Hujan yang terjadi di sekitar wilayah Sirkuit Balap Mandalika memang termasuk kategori hujan lebat. Dari dua alat pengamatan cuaca berupa Stasiun Cuaca Otomatis (Automatic Weather Station/AWS ) yang dipasang di Sirkuit Mandalika, tercatat intensitas hujan tertinggi selama satu jam sebesar sebesar 54,6 mm dan 66,4 mm. Angka ini tentu saja berada di atas angka 20 mm dalam waktu satu jam dan atau 50 mm dalam waktu 24 jam sebagai batas hujan lebat dalam kategori BMKG.
Dari pantauan satelit, liputan awan yang terjadi konsisten dengan data hujan AWS tersebut. Pertumbuhan awan awalnya terbentuk di perairan sebelah utara Pulau Lombok. Kemudian awan tersebut bergerak ke arah pulau lombok, termasuk wilayah lintasan balap Mandalika. Setelahnya, awan terpantau bergerak menjauh ke arah barat.
Berdasarkan prakiraan BMKG, wilayah Sirkuit Balap Mandalika berada pada Zona Musim (ZOM) 221 yang mulai masuk musim hujan di dasarian ketiga Oktober hingga dasarian kedua November. Masa awal peralihan antara musim kemarau dan musim hujan ini kita kenal dengan musim pancaroba. Pada musim pancaroba ini salah satu cirinya sering terjadi hujan tiba-tiba dengan intensitas tinggi dalam waktu singkat. Dengan demikian, wajar terjadi hujan dengan intensitas tinggi dalam waktu singkat di wilayah sirkuit Mandalika saat itu.
ZOM 221 memiliki rata-rata curah hujan tahunan sebesar 1.449 mm. Curah hujan tahunan ini jika dibandingkan dengan wilayah lain di Indonesia bukanlah yang tertinggi, malah termasuk yang rendah. Adapun predikat curah hujan tertinggi berada di wilayah Papua yang tidak hanya tertinggi di Indonesia, tetapi juga termasuk kandidat curah hujan tertinggi di dunia.
Kandidat wilayah dengan curah hujan tertinggi di dunia itu adalah Mile 50 (MP50) yang berada di Kecamatan Tembagapura, Kabupaten Mimika, Papua.

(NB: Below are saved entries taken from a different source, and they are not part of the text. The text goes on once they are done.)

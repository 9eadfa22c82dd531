//! # Contactfeed Core Library
//!
//! This library provides the core logic for `contactfeed`, a command-line
//! client that keeps address-book contacts and contact groups in sync with a
//! remote feed-based directory service. The CLI binary is a thin layer that
//! parses flags and renders the [`Outcome`] of each action.
//!
//! ## Architecture
//!
//! - **Credentials**: a service-account key is exchanged once for an access
//!   token wrapped in a [`Session`]
//! - **Queries**: [`query::build`] turns filter parameters into an ordered
//!   feed query
//! - **Merge**: [`merge::merge`] applies a partial update onto the entry the
//!   server returned
//! - **Dispatch**: [`Dispatcher`] routes list/query/add/delete/update to a
//!   [`FeedService`]
//! - **Attachments**: [`AttachmentFetcher`] downloads contact photos
//!
//! ## Key Components
//!
//! - [`GDataClient`]: HTTP implementation of [`FeedService`]
//! - [`Entry`]: contact or group with server-owned metadata
//! - [`Config`]: application configuration management

pub mod attachment;
pub mod auth;
pub mod dispatch;
pub mod element;
pub mod entry;
pub mod error;
pub mod feed;
pub mod merge;
pub mod query;
pub mod render;
pub mod storage;
pub mod telemetry;

pub use attachment::{AttachmentFetcher, SavedAttachment};
pub use auth::{authenticate, AuthConfig, Credential, ServiceAccountKey, Session};
pub use dispatch::{Action, ActionRequest, AttachmentReport, Dispatcher, Outcome};
pub use element::ElementDesc;
pub use entry::{ContactEntry, Entry, FeedKind, GroupEntry, SystemGroup};
pub use error::{AuthError, ConfigError, CoreError, ValidationError};
pub use feed::{FeedService, GDataClient};
pub use query::{FeedTarget, QueryParameters, QuerySpec};
pub use storage::Config;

Berdasarkan rilis BMKG, data rata-rata curah hujan tahunan di MP50 mencapai hampir sepuluh kali lipat rata-rata curah hujan tahunan di ZOM 221, tempat Sirkuit Mandalika berada. Nilai rata- rata curah hujan tahunannya sebesar 12.143 mm yang juga mengalahkan rekor rata-rata curah hujan tahunan tertinggi yang tercatat di WMO pada saat ini, yaitu di Mawsynram, India, yang nilainya 11.872 mm.

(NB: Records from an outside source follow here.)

//! Encoding/decoding between entries and the feed's JSON rendition.
//!
//! Text nodes are `{"$t": ...}` objects, namespaced elements are keyed
//! `gd$...` / `gContact$...`, and boolean attributes are the strings
//! `"true"` / `"false"`.

use chrono::{DateTime, Utc};
use serde_json::{json, Map, Value};

use crate::entry::{
    AttachmentRef, ContactEntry, Email, Entry, EntryMeta, ExtendedProperty, FeedKind,
    GroupEntry, GroupMembership, Im, Link, Name, Organization, PhoneNumber, PostalAddress,
    PropertyValue, SystemGroup, Website, REL_PHOTO,
};
use crate::error::{CoreError, Result};

// ============================================================================
// Decoding
// ============================================================================

fn text(v: &Value) -> Option<String> {
    v.get("$t").and_then(Value::as_str).map(String::from)
}

fn attr(v: &Value, key: &str) -> Option<String> {
    v.get(key).and_then(Value::as_str).map(String::from)
}

fn flag(v: &Value, key: &str) -> bool {
    match v.get(key) {
        Some(Value::String(s)) => s == "true",
        Some(Value::Bool(b)) => *b,
        _ => false,
    }
}

fn items<'a>(v: &'a Value, key: &str) -> impl Iterator<Item = &'a Value> {
    v.get(key)
        .and_then(Value::as_array)
        .map(|a| a.iter())
        .into_iter()
        .flatten()
}

fn malformed(message: impl Into<String>) -> CoreError {
    CoreError::Malformed(message.into())
}

fn decode_meta(v: &Value) -> Result<(EntryMeta, Option<AttachmentRef>)> {
    let updated = match v.get("updated").and_then(text) {
        Some(raw) => Some(
            DateTime::parse_from_rfc3339(&raw)
                .map_err(|_| malformed(format!("invalid updated timestamp {raw}")))?
                .with_timezone(&Utc),
        ),
        None => None,
    };

    let mut links = Vec::new();
    let mut photo = None;
    for l in items(v, "link") {
        let rel = attr(l, "rel").unwrap_or_default();
        let href = attr(l, "href").ok_or_else(|| malformed("link without href"))?;
        let content_type = attr(l, "type");
        if rel == REL_PHOTO {
            photo = Some(AttachmentRef {
                href,
                content_type: content_type.unwrap_or_else(|| "image/*".to_string()),
                etag: attr(l, "gd$etag"),
            });
        } else {
            links.push(Link {
                rel,
                content_type,
                href,
            });
        }
    }

    let meta = EntryMeta {
        id: v.get("id").and_then(text),
        etag: attr(v, "gd$etag"),
        updated,
        deleted: v.get("gd$deleted").is_some(),
        links,
    };
    Ok((meta, photo))
}

fn decode_properties(v: &Value) -> Vec<ExtendedProperty> {
    items(v, "gd$extendedProperty")
        .filter_map(|p| {
            let name = attr(p, "name")?;
            let value = match attr(p, "value") {
                Some(value) => PropertyValue::Value(value),
                None => PropertyValue::XmlBlob(text(p).unwrap_or_default()),
            };
            Some(ExtendedProperty { name, value })
        })
        .collect()
}

fn decode_contact(v: &Value) -> Result<ContactEntry> {
    let (meta, photo) = decode_meta(v)?;

    let name = v.get("gd$name").map(|n| Name {
        full_name: n.get("gd$fullName").and_then(text),
        given_name: n.get("gd$givenName").and_then(text),
        family_name: n.get("gd$familyName").and_then(text),
    });

    Ok(ContactEntry {
        meta,
        title: v.get("title").and_then(text).unwrap_or_default(),
        content: v.get("content").and_then(text).unwrap_or_default(),
        name,
        nickname: v.get("gContact$nickname").and_then(text),
        birthday: v.get("gContact$birthday").and_then(|b| attr(b, "when")),
        emails: items(v, "gd$email")
            .filter_map(|e| {
                Some(Email {
                    address: attr(e, "address")?,
                    rel: attr(e, "rel"),
                    label: attr(e, "label"),
                    primary: flag(e, "primary"),
                })
            })
            .collect(),
        phone_numbers: items(v, "gd$phoneNumber")
            .filter_map(|p| {
                Some(PhoneNumber {
                    number: text(p)?,
                    rel: attr(p, "rel"),
                    label: attr(p, "label"),
                    primary: flag(p, "primary"),
                })
            })
            .collect(),
        ims: items(v, "gd$im")
            .filter_map(|i| {
                Some(Im {
                    address: attr(i, "address")?,
                    protocol: attr(i, "protocol"),
                    rel: attr(i, "rel"),
                    label: attr(i, "label"),
                    primary: flag(i, "primary"),
                })
            })
            .collect(),
        organizations: items(v, "gd$organization")
            .filter_map(|o| {
                Some(Organization {
                    name: o.get("gd$orgName").and_then(text)?,
                    title: o.get("gd$orgTitle").and_then(text),
                    rel: attr(o, "rel"),
                    label: attr(o, "label"),
                    primary: flag(o, "primary"),
                })
            })
            .collect(),
        postal_addresses: items(v, "gd$structuredPostalAddress")
            .filter_map(|a| {
                Some(PostalAddress {
                    formatted: a.get("gd$formattedAddress").and_then(text)?,
                    rel: attr(a, "rel"),
                    label: attr(a, "label"),
                    primary: flag(a, "primary"),
                })
            })
            .collect(),
        websites: items(v, "gContact$website")
            .filter_map(|w| {
                Some(Website {
                    href: attr(w, "href")?,
                    rel: attr(w, "rel"),
                    label: attr(w, "label"),
                    primary: flag(w, "primary"),
                })
            })
            .collect(),
        group_memberships: items(v, "gContact$groupMembershipInfo")
            .filter_map(|g| {
                Some(GroupMembership {
                    href: attr(g, "href")?,
                    deleted: flag(g, "deleted"),
                })
            })
            .collect(),
        extended_properties: decode_properties(v),
        photo,
    })
}

fn decode_group(v: &Value) -> Result<GroupEntry> {
    let (meta, _) = decode_meta(v)?;
    let system_group = match v.get("gContact$systemGroup") {
        Some(sg) => {
            let id = attr(sg, "id").ok_or_else(|| malformed("system group without id"))?;
            Some(SystemGroup::from_id(&id)?)
        }
        None => None,
    };

    Ok(GroupEntry {
        meta,
        title: v.get("title").and_then(text).unwrap_or_default(),
        content: v.get("content").and_then(text).unwrap_or_default(),
        extended_properties: decode_properties(v),
        system_group,
    })
}

/// Decode one entry object.
pub fn decode_entry(kind: FeedKind, v: &Value) -> Result<Entry> {
    match kind {
        FeedKind::Contact => decode_contact(v).map(Entry::Contact),
        FeedKind::Group => decode_group(v).map(Entry::Group),
    }
}

/// Decode a response document holding a single `entry`.
pub fn decode_entry_document(kind: FeedKind, doc: &Value) -> Result<Entry> {
    let entry = doc
        .get("entry")
        .ok_or_else(|| malformed("response has no entry"))?;
    decode_entry(kind, entry)
}

/// Decode a `feed` document into its entries. A feed without entries is empty.
pub fn decode_feed(kind: FeedKind, doc: &Value) -> Result<Vec<Entry>> {
    let feed = doc
        .get("feed")
        .ok_or_else(|| malformed("response has no feed"))?;
    items(feed, "entry").map(|e| decode_entry(kind, e)).collect()
}

/// Feed title, if the document carries one.
pub fn feed_title(doc: &Value) -> Option<String> {
    doc.get("feed")?.get("title").and_then(text)
}

// ============================================================================
// Encoding
// ============================================================================

fn text_node(s: &str) -> Value {
    json!({ "$t": s })
}

fn with_rel(mut obj: Map<String, Value>, rel: &Option<String>, label: &Option<String>, primary: bool) -> Value {
    match (rel, label) {
        (_, Some(label)) => {
            obj.insert("label".into(), json!(label));
        }
        (Some(rel), None) => {
            obj.insert("rel".into(), json!(rel));
        }
        (None, None) => {}
    }
    if primary {
        obj.insert("primary".into(), json!("true"));
    }
    Value::Object(obj)
}

fn object(pairs: Vec<(&str, Value)>) -> Map<String, Value> {
    pairs
        .into_iter()
        .map(|(k, v)| (k.to_string(), v))
        .collect()
}

fn encode_properties(props: &[ExtendedProperty]) -> Value {
    Value::Array(
        props
            .iter()
            .map(|p| match &p.value {
                PropertyValue::Value(v) => json!({ "name": p.name, "value": v }),
                PropertyValue::XmlBlob(blob) => json!({ "name": p.name, "$t": blob }),
            })
            .collect(),
    )
}

fn encode_contact(c: &ContactEntry, body: &mut Map<String, Value>) {
    if let Some(ref name) = c.name {
        let mut n = Map::new();
        for (key, value) in [
            ("gd$fullName", &name.full_name),
            ("gd$givenName", &name.given_name),
            ("gd$familyName", &name.family_name),
        ] {
            if let Some(v) = value {
                n.insert(key.into(), text_node(v));
            }
        }
        body.insert("gd$name".into(), Value::Object(n));
    }
    if let Some(ref nick) = c.nickname {
        body.insert("gContact$nickname".into(), text_node(nick));
    }
    if let Some(ref when) = c.birthday {
        body.insert("gContact$birthday".into(), json!({ "when": when }));
    }

    let mut list = |key: &str, values: Vec<Value>| {
        if !values.is_empty() {
            body.insert(key.into(), Value::Array(values));
        }
    };
    list(
        "gd$email",
        c.emails
            .iter()
            .map(|e| with_rel(object(vec![("address", json!(e.address))]), &e.rel, &e.label, e.primary))
            .collect(),
    );
    list(
        "gd$phoneNumber",
        c.phone_numbers
            .iter()
            .map(|p| with_rel(object(vec![("$t", json!(p.number))]), &p.rel, &p.label, p.primary))
            .collect(),
    );
    list(
        "gd$im",
        c.ims
            .iter()
            .map(|i| {
                let mut obj = object(vec![("address", json!(i.address))]);
                if let Some(ref protocol) = i.protocol {
                    obj.insert("protocol".into(), json!(protocol));
                }
                with_rel(obj, &i.rel, &i.label, i.primary)
            })
            .collect(),
    );
    list(
        "gd$organization",
        c.organizations
            .iter()
            .map(|o| {
                let mut obj = object(vec![("gd$orgName", text_node(&o.name))]);
                if let Some(ref title) = o.title {
                    obj.insert("gd$orgTitle".into(), text_node(title));
                }
                with_rel(obj, &o.rel, &o.label, o.primary)
            })
            .collect(),
    );
    list(
        "gd$structuredPostalAddress",
        c.postal_addresses
            .iter()
            .map(|a| {
                with_rel(
                    object(vec![("gd$formattedAddress", text_node(&a.formatted))]),
                    &a.rel,
                    &a.label,
                    a.primary,
                )
            })
            .collect(),
    );
    list(
        "gContact$website",
        c.websites
            .iter()
            .map(|w| with_rel(object(vec![("href", json!(w.href))]), &w.rel, &w.label, w.primary))
            .collect(),
    );
    list(
        "gContact$groupMembershipInfo",
        c.group_memberships
            .iter()
            .map(|g| json!({ "href": g.href, "deleted": g.deleted.to_string() }))
            .collect(),
    );
}

/// Encode an entry as a write body: `{"entry": {...}}`.
///
/// Server-owned fields are left out, except the id and ETag an update must
/// echo back. Links, photo and system-group tags are never sent.
pub fn encode_entry(entry: &Entry) -> Value {
    let mut body = Map::new();
    let meta = entry.meta();
    if let Some(ref id) = meta.id {
        body.insert("id".into(), text_node(id));
    }
    if let Some(ref etag) = meta.etag {
        body.insert("gd$etag".into(), json!(etag));
    }

    let (title, content) = match entry {
        Entry::Contact(c) => (&c.title, &c.content),
        Entry::Group(g) => (&g.title, &g.content),
    };
    body.insert("title".into(), text_node(title));
    body.insert("content".into(), text_node(content));

    if let Entry::Contact(c) = entry {
        encode_contact(c, &mut body);
    }

    let props = entry.extended_properties();
    if !props.is_empty() {
        body.insert("gd$extendedProperty".into(), encode_properties(props));
    }

    json!({ "entry": Value::Object(body) })
}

Usulan Indonesia melalui BMKG kepada Organisasi Meteorologi Dunia (WMO) untuk memasukkan Mile 50 (MP50) menjadi wilayah dengan curah hujan tertinggi di dunia sudah dilakukan. Upaya BMKG ini janganlah dianggap sebagai usaha untuk gagah-gagahan. Toh, curah hujan yang tinggi ini bukan upaya kita, melainkan pemberian dari Yang Maha Kuasa. Upaya ini seharusnya dianggap sebagai upaya penyadaran kepada anak bangsa bahwa kita mendiami tempat dengan potensi yang luar biasa di dunia, baik potensi positif maupun potensi negatifnya.
Yang lebih memprihatinkan, ternyata banyak peristiwa kebencanaan yang terjadi di Indonesia diperparah dengan kerusakan lingkungan yang terjadi.

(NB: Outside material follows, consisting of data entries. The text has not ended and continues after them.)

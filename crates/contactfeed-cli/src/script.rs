//! Batch mode: one command per line, run in order with one session.

use std::path::Path;

use clap::Parser;
use contactfeed_core::render::render_outcome;
use contactfeed_core::{Config, CoreError, Dispatcher, FeedService};

use crate::args::{RequestArgs, ScriptLine};

/// Split a line on whitespace; double quotes group words.
pub fn tokenize(line: &str) -> Result<Vec<String>, String> {
    let mut tokens = Vec::new();
    let mut current = String::new();
    let mut in_token = false;
    let mut quoted = false;

    for c in line.chars() {
        match c {
            '"' => {
                quoted = !quoted;
                in_token = true;
            }
            c if c.is_whitespace() && !quoted => {
                if in_token {
                    tokens.push(std::mem::take(&mut current));
                    in_token = false;
                }
            }
            c => {
                current.push(c);
                in_token = true;
            }
        }
    }
    if quoted {
        return Err("unterminated quote".into());
    }
    if in_token {
        tokens.push(current);
    }
    Ok(tokens)
}

async fn run_line<S: FeedService + ?Sized>(
    dispatcher: &Dispatcher<'_, S>,
    config: &Config,
    global: &RequestArgs,
    line: &str,
) -> Result<String, Box<dyn std::error::Error>> {
    let tokens = tokenize(line)?;
    let args = ScriptLine::try_parse_from(tokens)?.request.overlay(global);
    let request = args.to_request(config)?;
    let outcome = dispatcher.dispatch(&request).await?;
    Ok(render_outcome(&outcome))
}

/// Run every command in `path`. A failing line is reported and the rest
/// still run, unless the failure leaves the session unusable.
pub async fn run<S: FeedService + ?Sized>(
    dispatcher: &Dispatcher<'_, S>,
    config: &Config,
    global: &RequestArgs,
    path: &Path,
) -> Result<(), Box<dyn std::error::Error>> {
    let content = std::fs::read_to_string(path)
        .map_err(|e| format!("cannot read script {}: {e}", path.display()))?;

    let mut failed = 0usize;
    for (index, raw) in content.lines().enumerate() {
        let line = raw.trim();
        if line.is_empty() || line.starts_with('#') {
            continue;
        }
        let lineno = index + 1;
        tracing::debug!(lineno, %line, "script line");

        match run_line(dispatcher, config, global, line).await {
            Ok(text) => print!("{text}"),
            Err(e) => {
                eprintln!("error: line {lineno}: {e}");
                failed += 1;
                if e.downcast_ref::<CoreError>().is_some_and(CoreError::is_fatal) {
                    return Err(e);
                }
            }
        }
    }

    if failed > 0 {
        return Err(format!("{failed} script line(s) failed").into());
    }
    Ok(())
}
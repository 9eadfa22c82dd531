use clap::{CommandFactory, Parser};
use contactfeed_core::render::render_outcome;
use contactfeed_core::{authenticate, telemetry, Config, Dispatcher, GDataClient, ServiceAccountKey};

mod args;
mod script;

use args::Cli;

fn print_usage() {
    let mut cmd = Cli::command();
    let _ = cmd.print_help();
    println!();
    println!("Entry field syntax:");
    print!("{}", contactfeed_core::element::usage());
}

fn load_config(cli: &Cli) -> Result<Config, Box<dyn std::error::Error>> {
    let mut config = match &cli.config {
        Some(path) => Config::load_from(path)?,
        None => Config::load()?,
    };
    cli.account.apply(&mut config);
    Ok(config)
}

async fn run(cli: Cli) -> Result<(), Box<dyn std::error::Error>> {
    // Checked before any network traffic.
    let kind = cli.request.feed_kind()?;
    let config = load_config(&cli)?;

    let key = ServiceAccountKey::from_file(config.key_file()?)?;
    let session = authenticate(&key, &config.auth_config()).await?;
    let client = GDataClient::new(session);
    let dispatcher = Dispatcher::new(&client).with_attachments(config.attachment_fetcher());

    if let Some(path) = &cli.script {
        return script::run(&dispatcher, &config, &cli.request, path).await;
    }

    tracing::debug!(kind = kind.as_str(), "single action");
    let request = cli.request.to_request(&config)?;
    let outcome = dispatcher.dispatch(&request).await?;
    print!("{}", render_outcome(&outcome));
    Ok(())
}

#[tokio::main(flavor = "current_thread")]
async fn main() {
    let cli = Cli::parse();
    telemetry::init(cli.verbose);

    if cli.request.action.is_none() && cli.script.is_none() {
        print_usage();
        return;
    }

    if let Err(e) = run(cli).await {
        eprintln!("error: {e}");
        std::process::exit(1);
    }
}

Yang lebih memprihatinkan, ternyata banyak peristiwa kebencanaan yang terjadi di Indonesia diperparah dengan kerusakan lingkungan yang terjadi. Bahkan, kerusakan lingkungan malah menjadi penyebab utama bencana. Lagi-lagi, kita menghadapi kenyataan bahwa upaya untuk mengurangi risiko bencana belum menjadi pola pikir sebagian komponen bangsa. Kerusakan lingkungan yang masif itu menunjukkan kepedulian kita terhadap potensi bencana di wilayah Indonesia masih jauh panggang daripada api.
Kembali lagi ke Mandalika. Darinya kita belajar bahwa takdir kebencanaan ini bukan untuk diabaikan. Takdir kebencanaan ini sangat nyata. Yang bisa kita lakukan adalah dengan berdamai dengan takdir kebencanaan ini. Setelahnya, kita harus menjaga, merawat alam, dan beradaptasi serta memitigasi potensi bencana yang mungkin terjadi. Tanpa upaya adaptasi dan mitigasi yang serius, harga yang harus dibayar akibat bencana ini sangatlah besar. Termasuk harga diri bangsa saat disorot oleh jutaan mata dari seluruh penjuru dunia.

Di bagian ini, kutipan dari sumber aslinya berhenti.